3 is the third studio album by Japanese math rock band Tricot. It was released on May 17, 2017, in Japan by the band's own label Bakuretsu Records. The album was released on the same day by Big Scary Monsters Recording Company in the United Kingdom and by Topshelf Records in the United States.

==Critical reception==

Patrick St.
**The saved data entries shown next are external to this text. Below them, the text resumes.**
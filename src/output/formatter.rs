use std::fmt::Write as _;

use anyhow::Result;
use serde::Serialize;

use crate::cli::OutputFormat;
use crate::discovery::ResolutionResult;
use crate::provider::{ProviderInstance, StepDefinition};

#[derive(Debug, Serialize)]
pub struct ProviderReport {
    pub name: String,
    pub dynamic: bool,
    pub steps: Vec<StepDefinition>,
}

impl ProviderReport {
    pub fn from_instance(instance: &ProviderInstance) -> Self {
        Self {
            name: instance.qualified_name().to_string(),
            dynamic: instance.is_dynamic(),
            steps: instance.steps(),
        }
    }
}

#[derive(Debug, Serialize)]
pub struct JsonOutput {
    pub root: String,
    pub total_providers: usize,
    pub total_steps: usize,
    pub providers: Vec<ProviderReport>,
}

pub struct OutputFormatter;

impl OutputFormatter {
    pub fn format(root: &str, result: &ResolutionResult, format: OutputFormat) -> Result<String> {
        let output = Self::build_output(root, result);

        match format {
            OutputFormat::Json => Ok(serde_json::to_string_pretty(&output)?),
            OutputFormat::Text => Ok(Self::render_text(&output)),
        }
    }

    pub fn build_output(root: &str, result: &ResolutionResult) -> JsonOutput {
        let providers: Vec<ProviderReport> =
            result.iter().map(ProviderReport::from_instance).collect();
        let total_steps = providers.iter().map(|p| p.steps.len()).sum();

        JsonOutput {
            root: root.to_string(),
            total_providers: providers.len(),
            total_steps,
            providers,
        }
    }

    fn render_text(output: &JsonOutput) -> String {
        let mut text = String::new();
        for provider in &output.providers {
            let _ = writeln!(text, "{}", provider.name);
            for step in &provider.steps {
                let _ = writeln!(text, "  {} {}", step.kind.as_str(), step.pattern);
            }
        }
        let _ = writeln!(
            text,
            "{} provider(s), {} step(s) under {}",
            output.total_providers, output.total_steps, output.root
        );
        text
    }
}
use std::env::consts::{DLL_PREFIX, DLL_SUFFIX};
use std::fmt;

use regex::Regex;

use crate::error::ResolutionError;
use crate::utils::string::to_snake_case;

/// Suffix token of the default naming convention.
pub const STEPS_SUFFIX: &str = "Steps";

/// Regular expression matched against the whole simple name of a candidate.
#[derive(Clone)]
pub struct NamePattern {
    source: String,
    regex: Regex,
}

/// How strictly the default pattern ties provider names to the runner name.
#[derive(Debug, Clone, Copy, PartialEq, Eq, Default)]
pub enum NamingConvention {
    /// `{Runner}` + anything + `Steps`.
    #[default]
    Prefixed,
    /// Exactly `{Runner}Steps`.
    Exact,
}

/// What kind of name the pattern will be tested against.
#[derive(Debug, Clone, Copy, PartialEq, Eq)]
pub enum UnitKind {
    /// Platform shared library file names, e.g. `liblogin_story_steps.so`.
    SharedLibrary,
    /// Last segment of a Rust path, e.g. `LoginStorySteps`.
    Registered,
}

impl NamePattern {
    pub fn new(pattern: &str) -> Result<Self, ResolutionError> {
        let regex = Regex::new(&format!("^(?:{pattern})$")).map_err(|source| {
            ResolutionError::InvalidPattern {
                pattern: pattern.to_string(),
                source,
            }
        })?;
        Ok(Self {
            source: pattern.to_string(),
            regex,
        })
    }

    /// Default pattern for units belonging to a runner named `runner`.
    pub fn for_runner(runner: &str, convention: NamingConvention, kind: UnitKind) -> Self {
        let pattern = match kind {
            UnitKind::Registered => {
                let runner = regex::escape(runner);
                match convention {
                    NamingConvention::Prefixed => format!("{runner}.*{STEPS_SUFFIX}"),
                    NamingConvention::Exact => format!("{runner}{STEPS_SUFFIX}"),
                }
            }
            UnitKind::SharedLibrary => {
                let prefix = regex::escape(DLL_PREFIX);
                let suffix = regex::escape(DLL_SUFFIX);
                let runner = regex::escape(&to_snake_case(runner));
                let steps = STEPS_SUFFIX.to_lowercase();
                match convention {
                    NamingConvention::Prefixed => format!("{prefix}{runner}.*{steps}{suffix}"),
                    NamingConvention::Exact if runner.is_empty() => {
                        format!("{prefix}{steps}{suffix}")
                    }
                    NamingConvention::Exact => format!("{prefix}{runner}_{steps}{suffix}"),
                }
            }
        };

        Self::from_generated(pattern)
    }

    /// Default pattern for units belonging to the runner type `T`.
    pub fn for_runner_type<T: ?Sized>(convention: NamingConvention, kind: UnitKind) -> Self {
        Self::for_runner(&super::simple_type_name::<T>(), convention, kind)
    }

    /// Any unit following the steps naming convention.
    pub fn any_steps(kind: UnitKind) -> Self {
        Self::for_runner("", NamingConvention::Prefixed, kind)
    }

    pub fn matches(&self, simple_name: &str) -> bool {
        self.regex.is_match(simple_name)
    }

    pub fn as_str(&self) -> &str {
        &self.source
    }

    // Input is escaped by the callers above, so compilation cannot fail.
    fn from_generated(pattern: String) -> Self {
        let regex = Regex::new(&format!("^(?:{pattern})$"))
            .unwrap_or_else(|e| unreachable!("generated pattern {pattern:?} is invalid: {e}"));
        Self {
            source: pattern,
            regex,
        }
    }
}

impl fmt::Debug for NamePattern {
    fn fmt(&self, f: &mut fmt::Formatter<'_>) -> fmt::Result {
        f.debug_tuple("NamePattern").field(&self.source).finish()
    }
}

impl fmt::Display for NamePattern {
    fn fmt(&self, f: &mut fmt::Formatter<'_>) -> fmt::Result {
        f.write_str(&self.source)
    }
}

impl PartialEq for NamePattern {
    fn eq(&self, other: &Self) -> bool {
        self.source == other.source
    }
}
Michel of The Japan Times wrote that 3 showcases Tricot's "ability to strike a balance between complex instrumentation and sudden emotional flourishes." Phil Witmer of Vice opined that "what makes 3 and the rest of Tricot's music transcend the 'experimental' label is a transparent, pop-derived emotional core", while noting 3 to be the band's "heaviest, most challenging album". Chris DeVille of Stereogum described the album's music as "intricate and noodly" but played with "a frantic energy and melodic directness worthy of the Bangles."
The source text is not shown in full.